There are four sorts of biopsies that are carried out in Breast Care: fine needle aspiration cytology, core biopsy, skin punch biopsy and vacuum biopsy. All medical procedures can result in complications and we take steps to minimise the risks. The commonest complication after a biopsy is bleeding, which may result in a haematoma, so if you have a clotting disorder (such as haemophilia) or take anything that thins your blood (for example, warfarin, aspirin or clopidogrel) you should tell us. Most people will get some bruising after their biopsy.
Fine needle aspiration cytology
Fine needle aspiration cytology is where a needle and syringe are inserted into the area of concern and a sample of cells are taken. These are then sent to the pathologist to be examined under the microscope.

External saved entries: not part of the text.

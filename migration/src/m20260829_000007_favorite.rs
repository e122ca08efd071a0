use sea_orm_migration::{prelude::*, schema::*};

use crate::{m20260829_000003_platter_user::PlatterUser, m20260829_000004_recipe::Recipe};

static FK_FAVORITE_USER_ID: &str = "fk-favorite-user_id";
static FK_FAVORITE_RECIPE_ID: &str = "fk-favorite-recipe_id";

#[derive(DeriveMigrationName)]
pub struct Migration;

#[async_trait::async_trait]
impl MigrationTrait for Migration {
    async fn up(&self, manager: &SchemaManager) -> Result<(), DbErr> {
        manager
            .create_table(
                Table::create()
                    .table(Favorite::Table)
                    .if_not_exists()
                    .col(integer(Favorite::UserId))
                    .col(integer(Favorite::RecipeId))
                    .col(timestamp(Favorite::CreatedAt))
                    .primary_key(Index::create().col(Favorite::UserId).col(Favorite::RecipeId))
                    .to_owned(),
            )
            .await?;

        manager
            .create_foreign_key(
                ForeignKey::create()
                    .name(FK_FAVORITE_USER_ID)
                    .from_tbl(Favorite::Table)
                    .from_col(Favorite::UserId)
                    .to_tbl(PlatterUser::Table)
                    .to_col(PlatterUser::Id)
                    .on_delete(ForeignKeyAction::Cascade)
                    .to_owned(),
            )
            .await?;

        manager
            .create_foreign_key(
                ForeignKey::create()
                    .name(FK_FAVORITE_RECIPE_ID)
                    .from_tbl(Favorite::Table)
                    .from_col(Favorite::RecipeId)
                    .to_tbl(Recipe::Table)
                    .to_col(Recipe::Id)
                    .on_delete(ForeignKeyAction::Cascade)
                    .to_owned(),
            )
            .await?;

        Ok(())
    }

    async fn down(&self, manager: &SchemaManager) -> Result<(), DbErr> {
        manager
            .drop_foreign_key(
                ForeignKey::drop()
                    .name(FK_FAVORITE_RECIPE_ID)
                    .table(Favorite::Table)
                    .to_owned(),
            )
            .await?;

        manager
            .drop_foreign_key(
                ForeignKey::drop()
                    .name(FK_FAVORITE_USER_ID)
                    .table(Favorite::Table)
                    .to_owned(),
            )
            .await?;

        manager
            .drop_table(Table::drop().table(Favorite::Table).to_owned())
            .await?;

        Ok(())
    }
}

#[derive(DeriveIden)]
pub enum Favorite {
    Table,
    UserId,
    RecipeId,
    CreatedAt,
}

Core biopsy is a procedure where an injection of local anaesthetic is used to numb the skin before a needle is introduced through a small cut in the skin. Once the needle is in the area of concern, the biopsy is taken - there is a loud click as this is being done as the biopsy needle is spring-loaded. Several core biopsies may need to be taken to get a representative sample. These are then sent to the pathologist to be examined under the microscope.
Skin punch biopsy
Skin punch biopsy is used when the area of concern is on the skin of the breast rather than the underlying breast tissue. This biopsy is done after an injection of local anaesthetic to numb the skin. A small circle of skin is then removed and is sent to the pathologist to be examined under the microscope.
This biopsy is rarely done on the first visit - it is usually done when an initial biopsy has not produced enough tissue for the pathologist to make the diagnosis. Sometimes vacuum biopsy can be used to remove small abnormalities completely. All the tissue removed is then sent to the pathologist to be examined under the microscope.